As a professor at Washington State University (WSU), Bose began conducting nanoscale bone implant material research with the goal of better adapting implants to body tissue. As a result of her “innovative and multidisciplinary research on bioactive bone implants," she was awarded the Presidential Early Career Award for Scientists and Engineers. The following year, she co-received a $750,000 grant to establish a biomedical materials research laboratory at WSU with her colleagues Professors Amit Bandyopadhyay and Howard Hosick. By 2009, Bose became the first person of Indian descent to receive the Karl Schwartzwalder-Professional Achievement in Ceramic Engineering Award from the American Ceramic Society’s National Institute of Ceramic Engineers. A few years later, Bose and her research team discovered they could strengthen calcium phosphate by adding silica, zinc oxide and other metal oxides. Based on this discovery, the team began using a 3D printer to print patient-specific, biocompatible scaffolds that could support new bone cell growth and eventually replacement bone tissue. In 2013, she was elected a Fellow of the American Institute for Medical and Biological Engineering. The following year, Bose, her colleagues Professors Amit Bandyopadhyay and William Dernell received a $1.8 million National Institutes of Health grant for a period of five year to focus on bone implants inside the human body.

Following her passion for natural medicinal compounds, Bose and her students developed ways to deliver curcumin and other natural compounds to stop bone cancer cell growth without inhibiting healthy bone cells. That same year, she was elected a Fellow of the Royal Society of Chemistry.

Bose’s group research on 3D printed ceramic bone scaffolds with controlled chemistry for hard tissue engineering and natural medicinal compounds was featured by the AP, BBC, NPR, CBS News, MSNBC, ABC News, and many other TV, radio stations, magazines, and news sites all over the world, including R&D magazine and ScienceDaily.

==Awards==
Bose received the CAREER Award in 2002 and the Presidential Early Career Award for Scientists and Engineers (PECASE) in 2004 from the National Science Foundation (NSF) for her work on nanoscale calcium phosphates for bone implants and drug delivery. Her interdisciplinary research, in collaboration with other colleagues, has been funded by several foundations, e.g. Murdock and Keck foundations, several state and federal agencies, e.g. NSF, ONR, NIH (NIBIB, NIAMS, NIDCR as PI) as well as industries.
- 2019, she became Fellow in Royal Society of Chemistry (RSC).

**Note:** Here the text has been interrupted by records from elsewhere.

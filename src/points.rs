//! Point module.
//! Named calibration landmarks (center/mid, min, max) and the store holding their pixel coordinates.
//! A `PointScheme` captures the naming and coloring differences between the two page variants,
//! so the rest of the crate never hardcodes "mid" or "center".

use image::Rgba;
use serde::{Deserialize, Serialize};

/// Marker color used for the gauge extremes (and every marker in the `mid` scheme).
pub const EXTREME_COLOR: Rgba<u8> = Rgba([0xff, 0xcc, 0x33, 0xff]);
/// Marker color used for the center point in the `center` scheme.
pub const CENTER_COLOR: Rgba<u8> = Rgba([0xff, 0x33, 0x33, 0xff]);

/// Which landmark a point stands for.
#[derive(Clone, Copy, Debug, PartialEq, Eq, Hash)]
pub enum PointRole {
    Center,
    Min,
    Max,
}

impl PointRole {
    pub const ALL: [PointRole; 3] = [PointRole::Center, PointRole::Min, PointRole::Max];
}

/// Coordinate component; each point is persisted as two parameters `<name>X` and `<name>Y`.
#[derive(Clone, Copy, Debug, PartialEq, Eq)]
pub enum Axis {
    X,
    Y,
}

impl Axis {
    fn suffix(self) -> char {
        match self {
            Axis::X => 'X',
            Axis::Y => 'Y',
        }
    }
}

/// Naming variant of the calibration page.
#[derive(Clone, Copy, Debug, Default, PartialEq, Eq, Serialize, Deserialize)]
#[serde(rename_all = "lowercase")]
pub enum PointScheme {
    /// Points named mid/min/max, all markers in the same color.
    Mid,
    /// Points named center/min/max, center marker highlighted (matches the on-device parameter names).
    #[default]
    Center,
}

impl PointScheme {
    pub fn name(self, role: PointRole) -> &'static str {
        match (self, role) {
            (PointScheme::Mid, PointRole::Center) => "mid",
            (PointScheme::Center, PointRole::Center) => "center",
            (_, PointRole::Min) => "min",
            (_, PointRole::Max) => "max",
        }
    }

    pub fn color(self, role: PointRole) -> Rgba<u8> {
        match (self, role) {
            (PointScheme::Center, PointRole::Center) => CENTER_COLOR,
            _ => EXTREME_COLOR,
        }
    }

    /// Word used for the center point in operator instructions.
    pub fn center_label(self) -> &'static str {
        match self {
            PointScheme::Mid => "middle",
            PointScheme::Center => "center",
        }
    }

    /// Order in which points appear in the coordinate readout.
    pub fn summary_order(self) -> [PointRole; 3] {
        match self {
            PointScheme::Mid => [PointRole::Min, PointRole::Center, PointRole::Max],
            PointScheme::Center => [PointRole::Center, PointRole::Min, PointRole::Max],
        }
    }

    /// Remote parameter name for one coordinate of a point, e.g. `centerX`.
    pub fn param_name(self, role: PointRole, axis: Axis) -> String {
        format!("{}{}", self.name(role), axis.suffix())
    }

    /// Inverse of `param_name`.
    pub fn parse_param(self, param: &str) -> Option<(PointRole, Axis)> {
        PointRole::ALL.into_iter().find_map(|role| {
            let rest = param.strip_prefix(self.name(role))?;
            match rest {
                "X" => Some((role, Axis::X)),
                "Y" => Some((role, Axis::Y)),
                _ => None,
            }
        })
    }

    /// All six coordinate parameters, in startup read order.
    pub fn params(self) -> Vec<String> {
        PointRole::ALL
            .into_iter()
            .flat_map(|role| [self.param_name(role, Axis::X), self.param_name(role, Axis::Y)])
            .collect()
    }
}

impl std::fmt::Display for PointScheme {
    fn fmt(&self, f: &mut std::fmt::Formatter<'_>) -> std::fmt::Result {
        match self {
            PointScheme::Mid => write!(f, "mid"),
            PointScheme::Center => write!(f, "center"),
        }
    }
}

impl std::str::FromStr for PointScheme {
    type Err = anyhow::Error;

    fn from_str(s: &str) -> anyhow::Result<Self> {
        match s {
            "mid" => Ok(PointScheme::Mid),
            "center" => Ok(PointScheme::Center),
            other => anyhow::bail!("Unknown point scheme '{}' (expected 'mid' or 'center')", other),
        }
    }
}

/// A named landmark ready to be drawn.
#[derive(Clone, Debug, PartialEq, Eq)]
pub struct Point {
    pub name: &'static str,
    pub x: i32,
    pub y: i32,
    pub color: Rgba<u8>,
}

/// Current coordinates of every point. Always fully populated; updates replace.
#[derive(Clone, Debug, PartialEq, Eq)]
pub struct PointStore {
    scheme: PointScheme,
    center: (i32, i32),
    min: (i32, i32),
    max: (i32, i32),
}

impl PointStore {
    pub fn new(scheme: PointScheme) -> Self {
        Self {
            scheme,
            center: (0, 0),
            min: (0, 0),
            max: (0, 0),
        }
    }

    pub fn scheme(&self) -> PointScheme {
        self.scheme
    }

    fn slot(&self, role: PointRole) -> &(i32, i32) {
        match role {
            PointRole::Center => &self.center,
            PointRole::Min => &self.min,
            PointRole::Max => &self.max,
        }
    }

    fn slot_mut(&mut self, role: PointRole) -> &mut (i32, i32) {
        match role {
            PointRole::Center => &mut self.center,
            PointRole::Min => &mut self.min,
            PointRole::Max => &mut self.max,
        }
    }

    pub fn get(&self, role: PointRole) -> (i32, i32) {
        *self.slot(role)
    }

    pub fn set(&mut self, role: PointRole, axis: Axis, value: i32) {
        let slot = self.slot_mut(role);
        match axis {
            Axis::X => slot.0 = value,
            Axis::Y => slot.1 = value,
        }
    }

    pub fn point(&self, role: PointRole) -> Point {
        let (x, y) = self.get(role);
        Point {
            name: self.scheme.name(role),
            x,
            y,
            color: self.scheme.color(role),
        }
    }

    /// Stores a value read back from the device. Returns `None` when the
    /// parameter is not one of ours or the text is not an integer.
    pub fn apply_param(&mut self, param: &str, text: &str) -> Option<(PointRole, Axis, i32)> {
        let (role, axis) = self.scheme.parse_param(param)?;
        let value = text.trim().parse::<i32>().ok()?;
        self.set(role, axis, value);
        Some((role, axis, value))
    }

    /// `"name: (x, y)"` for every point, space separated, in scheme order.
    pub fn summary(&self) -> String {
        self.scheme
            .summary_order()
            .into_iter()
            .map(|role| {
                let (x, y) = self.get(role);
                format!("{}: ({}, {})", self.scheme.name(role), x, y)
            })
            .collect::<Vec<_>>()
            .join(" ")
    }
}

- 2019, she received WSU Sahlin Faculty excellence award for research scholarship and arts
- 2018, Bose was elected a Fellow of the Materials Research Society (MRS).

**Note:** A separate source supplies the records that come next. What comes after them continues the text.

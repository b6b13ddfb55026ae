//! Pause coordination: the thread state machine and the nested cooperative
//! loop that blocks a paused debuggee without stopping the host process.

use crate::engine::{InterruptMode, InterruptOutcome, ThreadExecutionEngine};
use crate::engine::error::Error;
use crate::runtime::{FrameId, ResolvedLocation, RuntimeHookProvider};
use std::cell::{Cell, RefCell};
use std::rc::Rc;
use strum_macros::{AsRefStr, Display, EnumString};

/// Thread actor possible states.
#[derive(Debug, Clone, Copy, PartialEq, Eq, Display, EnumString, AsRefStr)]
#[strum(serialize_all = "lowercase")]
pub enum ThreadState {
    /// Before `attach` is called.
    Detached,
    /// Default state, the thread isn't paused.
    Running,
    /// Paused on any type of breakpoint, or after a client interrupt.
    Paused,
    /// After the engine is destroyed. Terminal.
    Exited,
}

/// Why a pause happened. Exactly one reason per pause.
#[derive(Debug, Clone, PartialEq)]
pub enum PauseReason<V> {
    AlreadyPaused,
    Interrupted { on_next: bool },
    MutationBreakpoint { kind: MutationKind, message: String },
    DebuggerStatement,
    Exception { value: V },
    Xhr,
    EventBreakpoint { id: crate::engine::event::EventBreakpointId, message: String },
    /// A stepping limit was reached.
    ResumeLimit,
    /// A source-location breakpoint was hit; `condition_thrown` is set when
    /// the breakpoint condition itself threw.
    Breakpoint { condition_thrown: bool },
}

impl<V> PauseReason<V> {
    pub fn kind(&self) -> PauseReasonKind {
        match self {
            PauseReason::AlreadyPaused => PauseReasonKind::AlreadyPaused,
            PauseReason::Interrupted { .. } => PauseReasonKind::Interrupted,
            PauseReason::MutationBreakpoint { .. } => PauseReasonKind::MutationBreakpoint,
            PauseReason::DebuggerStatement => PauseReasonKind::DebuggerStatement,
            PauseReason::Exception { .. } => PauseReasonKind::Exception,
            PauseReason::Xhr => PauseReasonKind::Xhr,
            PauseReason::EventBreakpoint { .. } => PauseReasonKind::EventBreakpoint,
            PauseReason::ResumeLimit => PauseReasonKind::ResumeLimit,
            PauseReason::Breakpoint { condition_thrown: false } => PauseReasonKind::Breakpoint,
            PauseReason::Breakpoint { condition_thrown: true } => {
                PauseReasonKind::BreakpointConditionThrown
            }
        }
    }
}

/// Reason tag without its payload, used by the repause policy and diagnostics.
#[derive(
    Debug, Clone, Copy, PartialEq, Eq, Hash, Display, EnumString, AsRefStr,
    serde::Serialize, serde::Deserialize,
)]
#[strum(serialize_all = "camelCase")]
pub enum PauseReasonKind {
    AlreadyPaused,
    Interrupted,
    MutationBreakpoint,
    DebuggerStatement,
    Exception,
    #[strum(serialize = "XHR")]
    Xhr,
    EventBreakpoint,
    ResumeLimit,
    Breakpoint,
    BreakpointConditionThrown,
}

/// DOM mutation flavours a mutation breakpoint can fire for.
#[derive(
    Debug, Clone, Copy, PartialEq, Eq, Display, EnumString, AsRefStr,
    serde::Serialize, serde::Deserialize,
)]
#[strum(serialize_all = "camelCase")]
pub enum MutationKind {
    SubtreeModified,
    NodeRemoved,
    AttributeModified,
}

/// Frame completion data attached to a stepping pause.
#[derive(Debug, Clone, PartialEq)]
pub enum FrameFinished<V> {
    Return(V),
    Throw(V),
}

/// Everything an observer needs to render one pause.
#[derive(Debug, Clone)]
pub struct PausedEvent<V> {
    pub reason: PauseReason<V>,
    pub frame: Option<FrameId>,
    pub location: Option<ResolvedLocation>,
    pub frame_finished: Option<FrameFinished<V>>,
}

/// Pause-scoped state, created on Running -> Paused and dropped on resume.
pub struct PauseSession {
    /// Frame the pause was reported at, if any.
    pub frame: Option<FrameId>,
    /// Live-frame registry snapshotted at pause time; handles absent from
    /// this list are stale and must not be dereferenced.
    frames: Vec<FrameId>,
    /// Resolved by `resume`, watched by the nested loop.
    pub(crate) token: Rc<Cell<bool>>,
}

impl PauseSession {
    pub fn is_valid_frame_handle(&self, frame: FrameId) -> bool {
        self.frames.contains(&frame)
    }

    pub fn frames(&self) -> &[FrameId] {
        &self.frames
    }
}

/// Memory of the previous pause, used to suppress same-spot repausing.
#[derive(Debug, Clone, Copy)]
pub(crate) struct PriorPause {
    pub kind: PauseReasonKind,
    /// (line, column) of the pause frame, when it had one.
    pub location: Option<(u32, u32)>,
}

/// Outcome of an attempted pause, seen by the hook that triggered it.
#[derive(Debug, Clone, Copy, PartialEq, Eq)]
pub(crate) enum PauseVerdict {
    /// The pause was suppressed; the debuggee keeps running.
    Skipped,
    /// A full pause happened and was resumed.
    Resumed,
    /// The engine was torn down while paused; the debuggee execution that
    /// triggered the pause must not continue.
    Terminate,
}

/// Shared stack of nested pauses across every engine of one host process.
///
/// Each pause is a stack frame of the cooperative loop, so resumes are only
/// legal innermost-first.
#[derive(Clone, Default)]
pub struct NestedLoopStack {
    stack: Rc<RefCell<Vec<LoopEntry>>>,
}

struct LoopEntry {
    engine: u32,
    token: Rc<Cell<bool>>,
}

impl NestedLoopStack {
    pub fn new() -> Self {
        Self::default()
    }

    pub(crate) fn enter(&self, engine: u32) -> Rc<Cell<bool>> {
        let token = Rc::new(Cell::new(false));
        self.stack.borrow_mut().push(LoopEntry {
            engine,
            token: token.clone(),
        });
        token
    }

    /// Engine id of the most recently entered (innermost) pause.
    pub fn innermost(&self) -> Option<u32> {
        self.stack.borrow().last().map(|e| e.engine)
    }

    pub fn depth(&self) -> usize {
        self.stack.borrow().len()
    }

    /// Remove the engine's entry once its nested loop unwinds.
    pub(crate) fn leave(&self, engine: u32) {
        let mut stack = self.stack.borrow_mut();
        if let Some(idx) = stack.iter().rposition(|e| e.engine == engine) {
            stack.remove(idx);
        }
    }
}

impl<R: RuntimeHookProvider> ThreadExecutionEngine<R> {
    /// Handle a request to resume execution of the debuggee.
    ///
    /// With a resume limit the appropriate stepping hooks are installed
    /// before the thread continues; without one any lingering stepping hooks
    /// are dropped.
    pub fn resume(&self, limit: Option<crate::engine::step::ResumeLimit>) -> Result<(), Error> {
        match self.state.get() {
            ThreadState::Paused => {}
            ThreadState::Exited => return Err(Error::Exited),
            state => return Err(Error::WrongState(state)),
        }

        // Multiple nested pause loops (several debuggees paused at once) may
        // only unwind in LIFO order.
        if self.loops.innermost() != Some(self.id) {
            return Err(Error::WrongOrder);
        }

        match limit {
            Some(limit) => self.handle_resume_limit(limit)?,
            None => self.clear_stepping_hooks(),
        }

        self.do_resume();
        Ok(())
    }

    /// Handle a request to pause the debuggee.
    pub fn interrupt(&self, mode: InterruptMode) -> Result<InterruptOutcome, Error> {
        match self.state.get() {
            ThreadState::Exited => Ok(InterruptOutcome::Exited),
            ThreadState::Paused => {
                // Idempotent notification: report the existing pause, change
                // nothing.
                let event = PausedEvent {
                    reason: PauseReason::AlreadyPaused,
                    frame: self.session.borrow().as_ref().and_then(|s| s.frame),
                    location: None,
                    frame_finished: None,
                };
                crate::weak_error!(self.hooks.on_paused(&event).map_err(Error::Hook));
                Ok(InterruptOutcome::AlreadyPaused)
            }
            ThreadState::Detached => Err(Error::WrongState(ThreadState::Detached)),
            ThreadState::Running => match mode {
                // A tight loop has no synchronous stop point; arm a one-shot
                // enter-frame hook instead.
                InterruptMode::OnNext => {
                    self.set_enter_frame_hook(Some(crate::engine::step::EnterFrameHook::InterruptOnNext));
                    Ok(InterruptOutcome::Armed)
                }
                InterruptMode::Immediate => {
                    match self.pause_and_respond(
                        None,
                        PauseReason::Interrupted { on_next: false },
                        None,
                    ) {
                        PauseVerdict::Skipped => Err(Error::NotInterrupted),
                        PauseVerdict::Resumed | PauseVerdict::Terminate => {
                            Ok(InterruptOutcome::Paused)
                        }
                    }
                }
            },
        }
    }

    /// Pause the debuggee by entering a nested cooperative loop, and stay
    /// there until `resume` is invoked out-of-band.
    ///
    /// Returns [`PauseVerdict::Skipped`] when the engine is already paused:
    /// pauses never stack, the code that triggered the second pause simply
    /// keeps running.
    pub(crate) fn pause_and_respond(
        &self,
        frame: Option<FrameId>,
        reason: PauseReason<R::Value>,
        frame_finished: Option<FrameFinished<R::Value>>,
    ) -> PauseVerdict {
        let kind = reason.kind();
        let token = match self.begin_pause(frame) {
            Some(token) => token,
            None => return PauseVerdict::Skipped,
        };

        let location = frame.and_then(|f| self.sources.frame_location(f));
        let event = PausedEvent {
            reason,
            frame,
            location,
            frame_finished,
        };
        if let Err(e) = self.hooks.on_paused(&event) {
            // A broken observer must not wedge the debuggee: drop the pause
            // and keep running.
            log::warn!(target: "engine", "pause notification failed, dropping pause: {e:#}");
            self.abort_pause();
            return PauseVerdict::Skipped;
        }

        // Only an established pause counts as "we paused here" for the
        // repause suppression.
        self.prior_pause.replace(Some(PriorPause {
            kind,
            location: location.map(|l| (l.line, l.column)),
        }));

        log::debug!(target: "engine", "thread {} paused, reason: {kind}", self.id);

        // Block the calling execution context. Out-of-band work (client
        // requests, other debuggees) happens inside `spin_once`.
        while !token.get() {
            self.driver.spin_once();
        }
        self.loops.leave(self.id);

        log::debug!(target: "engine", "thread {} resumed", self.id);

        if self.state.get() == ThreadState::Exited {
            return PauseVerdict::Terminate;
        }
        PauseVerdict::Resumed
    }

    /// Running -> Paused transition. Returns the pause token, or `None` if
    /// already paused (nested-pause suppression).
    fn begin_pause(&self, frame: Option<FrameId>) -> Option<Rc<Cell<bool>>> {
        if self.state.get() == ThreadState::Paused {
            return None;
        }
        self.state.set(ThreadState::Paused);

        // Hooks are always cleared before a new pause decision is made.
        self.set_enter_frame_hook(None);
        self.requested_frame_restart.set(None);
        self.clear_stepping_hooks();

        // Rebuild the live-frame registry; handles into the previous pause's
        // stack become stale here.
        let frames = self.snapshot_live_frames();
        self.handled_frame_exceptions
            .borrow_mut()
            .retain(|id, _| frames.contains(id));

        let token = self.loops.enter(self.id);
        self.session.replace(Some(PauseSession {
            frame,
            frames,
            token: token.clone(),
        }));
        Some(token)
    }

    /// Roll a half-established pause back to Running.
    fn abort_pause(&self) {
        self.session.replace(None);
        self.loops.leave(self.id);
        self.state.set(ThreadState::Running);
    }

    /// Only resume and notify observers; no stepping hook handling.
    pub(crate) fn do_resume(&self) {
        self.state.set(ThreadState::Running);
        if let Some(session) = self.session.replace(None) {
            session.token.set(true);
        }
        self.hooks.on_resumed();
    }

    /// Collect every frame currently on the stack, youngest first.
    fn snapshot_live_frames(&self) -> Vec<FrameId> {
        let mut frames = Vec::new();
        let mut next = self.runtime.newest_frame();
        while let Some(id) = next {
            match self.runtime.frame(id) {
                Some(snap) if snap.on_stack => {
                    frames.push(id);
                    next = snap.older;
                }
                // A frame may disappear under us while the registry is being
                // rebuilt; drop the stale tail silently.
                _ => break,
            }
        }
        frames
    }

    /// Whether pausing at the frame's current position would repeat the
    /// previous pause.
    ///
    /// Revisiting the same line/column with the same pause kind (loops,
    /// recursion) is suppressed; arriving there for a different kind of
    /// pause is not. The equivalence list extends "same kind" for pairs like
    /// breakpoint-condition-thrown / breakpoint.
    pub(crate) fn has_moved(&self, frame: FrameId, new_kind: PauseReasonKind) -> bool {
        let prior = match *self.prior_pause.borrow() {
            Some(prior) => prior,
            None => return true,
        };
        let Some((prior_line, prior_column)) = prior.location else {
            return true;
        };
        let Some(location) = self.sources.frame_location(frame) else {
            return true;
        };
        if location.line != prior_line || location.column != prior_column {
            return true;
        }

        let same_kind = prior.kind == new_kind
            || self
                .repause_policy
                .borrow()
                .iter()
                .any(|&(a, b)| a == prior.kind && b == new_kind);
        !same_kind
    }

    /// Forget the prior pause when a breakpoint is added or removed at the
    /// same location: stepping must re-evaluate there from scratch.
    pub(crate) fn maybe_clear_prior_pause(&self, line: u32, column: Option<u32>) {
        let mut prior = self.prior_pause.borrow_mut();
        if let Some(PriorPause {
            location: Some((prior_line, prior_column)),
            ..
        }) = *prior
        {
            if prior_line == line && column.is_none_or(|c| c == prior_column) {
                *prior = None;
            }
        }
    }
}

- Distinguished Faculty Address Award by Washington State University (DFA) in 2018.
- 2018, Bose became the Fellow of American Society for Materials (ASM International)
- 2017, she became the Fellow of the National Academy of Inventors (NAI), and elected to the Washington State Academy of Science (WSAS).

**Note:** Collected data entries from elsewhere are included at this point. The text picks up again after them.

//! Event breakpoints: pausing when the runtime dispatches an instrumented
//! event (DOM events, timers, script first-statement execution).

use crate::engine::ThreadExecutionEngine;
use crate::engine::error::Error;
use crate::engine::pause::{PauseReason, PauseVerdict};
use crate::engine::step::{EnterFrameHook, HookAction};
use crate::runtime::{
    BreakpointSlot, FrameId, RuntimeHookProvider, ScriptFilter, ScriptFormat, ScriptInfo,
};
use crate::weak_error;
use serde::{Deserialize, Serialize};
use std::collections::HashSet;

const FIRST_STATEMENT_ID: &str = "script.source.firstStatement";

/// Opaque descriptor of one instrumentable event, as the client names it.
#[derive(Debug, Clone, PartialEq, Eq, Hash, Serialize, Deserialize)]
pub struct EventBreakpointId(pub String);

impl EventBreakpointId {
    /// The pseudo-event "a script's first statement executes". Unlike the
    /// others it is implemented with script breakpoints, not the
    /// notification bus.
    pub fn first_statement() -> Self {
        Self(FIRST_STATEMENT_ID.to_string())
    }

    pub fn is_first_statement(&self) -> bool {
        self.0 == FIRST_STATEMENT_ID
    }
}

/// Phase of a two-phase notification bracketing an instrumented call.
#[derive(Debug, Clone, Copy, PartialEq, Eq)]
pub enum NotificationPhase {
    Pre,
    Post,
}

/// One delivery from the notification bus.
#[derive(Debug, Clone)]
pub struct EventNotification {
    pub event: EventBreakpointId,
    /// `None` for single-phase notifications that pause immediately.
    pub phase: Option<NotificationPhase>,
}

/// Armed event breakpoints and the notification-bus subscription state.
#[derive(Default)]
pub(crate) struct EventBreakpoints {
    active: HashSet<EventBreakpointId>,
    subscribed: bool,
}

impl EventBreakpoints {
    pub(crate) fn contains(&self, id: &EventBreakpointId) -> bool {
        self.active.contains(id)
    }

    fn has_first_statement(&self) -> bool {
        self.active.iter().any(EventBreakpointId::is_first_statement)
    }

    fn needs_subscription(&self) -> bool {
        self.active.iter().any(|id| !id.is_first_statement())
    }
}

impl<R: RuntimeHookProvider> ThreadExecutionEngine<R> {
    /// Arm additional event breakpoints.
    pub fn add_event_breakpoints(&self, ids: impl IntoIterator<Item = EventBreakpointId>) {
        let mut active = self.event_breakpoints.borrow().active.clone();
        active.extend(ids);
        self.set_active_event_breakpoints(active);
    }

    /// Disarm event breakpoints.
    pub fn remove_event_breakpoints(&self, ids: impl IntoIterator<Item = EventBreakpointId>) {
        let mut active = self.event_breakpoints.borrow().active.clone();
        for id in ids {
            active.remove(&id);
        }
        self.set_active_event_breakpoints(active);
    }

    /// Replace the armed set wholesale, reconciling the notification-bus
    /// subscription and the first-statement script instrumentation.
    pub fn set_active_event_breakpoints(&self, ids: HashSet<EventBreakpointId>) {
        let (first_armed, first_disarmed, subscribe, unsubscribe) = {
            let mut state = self.event_breakpoints.borrow_mut();
            let had_first = state.has_first_statement();
            let was_subscribed = state.subscribed;
            state.active = ids;
            let has_first = state.has_first_statement();
            let needs = state.needs_subscription();
            state.subscribed = needs;
            (
                has_first && !had_first,
                had_first && !has_first,
                needs && !was_subscribed,
                was_subscribed && !needs,
            )
        };

        if subscribe {
            self.runtime.observe_event_notifications(true);
        }
        if unsubscribe {
            self.runtime.observe_event_notifications(false);
        }

        if first_armed {
            for script in self.runtime.find_scripts(ScriptFilter::All) {
                self.maybe_prime_first_statement(&script);
            }
        }
        if first_disarmed {
            for script in self.runtime.find_scripts(ScriptFilter::All) {
                self.runtime
                    .clear_breakpoints(script.id, BreakpointSlot::FIRST_STATEMENT);
            }
        }
    }

    pub fn active_event_breakpoints(&self) -> Vec<EventBreakpointId> {
        self.event_breakpoints.borrow().active.iter().cloned().collect()
    }

    /// Install the first-statement breakpoint into a script, when the
    /// pseudo-event is armed and the script is an eligible top-level JS one.
    pub(crate) fn maybe_prime_first_statement(&self, script: &ScriptInfo) {
        if !self.event_breakpoints.borrow().has_first_statement() {
            return;
        }
        if script.format != ScriptFormat::Js || script.is_function {
            return;
        }
        let Some(offset) = self.runtime.first_statement_offset(script.id) else {
            return;
        };
        weak_error!(
            self.runtime
                .set_breakpoint(script.id, offset, BreakpointSlot::FIRST_STATEMENT)
                .map_err(|e| Error::Instrumentation(script.id, e)),
            "first-statement instrumentation:"
        );
    }

    /// A script breakpoint owned by the reserved first-statement slot fired.
    pub(crate) fn on_first_statement_hit(&self, frame: FrameId) -> HookAction {
        let armed = self.event_breakpoints.borrow().has_first_statement();
        if !armed {
            // Leftover instrumentation from a disarmed pseudo-event.
            return HookAction::Continue;
        }
        match self.pause_on_event_breakpoint(frame, EventBreakpointId::first_statement()) {
            PauseVerdict::Terminate => HookAction::Terminate,
            _ => HookAction::Continue,
        }
    }

    /// Runtime event: the notification bus delivered an instrumented event.
    pub fn on_event_notification(&self, notification: EventNotification) -> HookAction {
        let EventNotification { event, phase } = notification;
        if !self.event_breakpoints.borrow().contains(&event) {
            return HookAction::Continue;
        }

        match phase {
            // The instrumented call is about to run. Trap its first JS frame
            // with a temporary enter-frame hook, keeping whatever hook was
            // installed so "post" can put it back.
            Some(NotificationPhase::Pre) => {
                let saved = self.enter_frame_hook.borrow().clone();
                self.set_enter_frame_hook(Some(EnterFrameHook::EventTrap {
                    event,
                    saved: Box::new(saved),
                }));
                HookAction::Continue
            }
            // The call finished (possibly without entering any JS frame);
            // drop the trap and restore the displaced hook.
            Some(NotificationPhase::Post) => {
                let trap = matches!(
                    &*self.enter_frame_hook.borrow(),
                    Some(EnterFrameHook::EventTrap { event: trapped, .. }) if *trapped == event
                );
                if trap {
                    let saved = match self.enter_frame_hook.borrow_mut().take() {
                        Some(EnterFrameHook::EventTrap { saved, .. }) => *saved,
                        other => other,
                    };
                    self.set_enter_frame_hook(saved);
                }
                HookAction::Continue
            }
            // Single-phase: pause right here on the newest frame, if any.
            None => match self.runtime.newest_frame() {
                Some(frame) if !self.sources.is_frame_blackboxed(frame) => {
                    match self.pause_on_event_breakpoint(frame, event) {
                        PauseVerdict::Terminate => HookAction::Terminate,
                        _ => HookAction::Continue,
                    }
                }
                _ => HookAction::Continue,
            },
        }
    }

    /// Pause (or, in logging mode, report) an armed event breakpoint.
    pub(crate) fn pause_on_event_breakpoint(
        &self,
        frame: FrameId,
        event: EventBreakpointId,
    ) -> PauseVerdict {
        if !self.event_breakpoints.borrow().contains(&event) || self.breaks_disabled() {
            return PauseVerdict::Skipped;
        }

        if self.options.borrow().log_event_breakpoints {
            self.hooks.on_log_point(frame, &event.0);
            return PauseVerdict::Skipped;
        }

        let message = event.0.clone();
        self.pause_and_respond(
            Some(frame),
            PauseReason::EventBreakpoint { id: event, message },
            None,
        )
    }
}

- 2016, She was elected as Fellow of the American Association for the Advancement of Science (AAAS).
- 2016, she received International Society for Ceramics in Medicine research excellence award
- 2015, Bose was the recipient of a ‘Women to Watch in Life Science’ award from the Washington Biotechnology and Biomedical Association
- 2014, She received Richard M. Fulrath Award, an international award, that is given to a US academician under age 45 from the American Ceramic Society (ACerS).
- 2013, she was elected a Fellow of the American Institute for Medical and Biological Engineering.
- 2009, Bose became the first person of Indian descent to receive the Karl Schwartzwalder-Professional Achievement in Ceramic Engineering (PACE) Award from the American Ceramic Society’s National Institute of Ceramic Engineers.
- 2006, she was invited by the US National Academy of Sciences to the Chinese-American Kavli symposium as a “Kavli fellow”.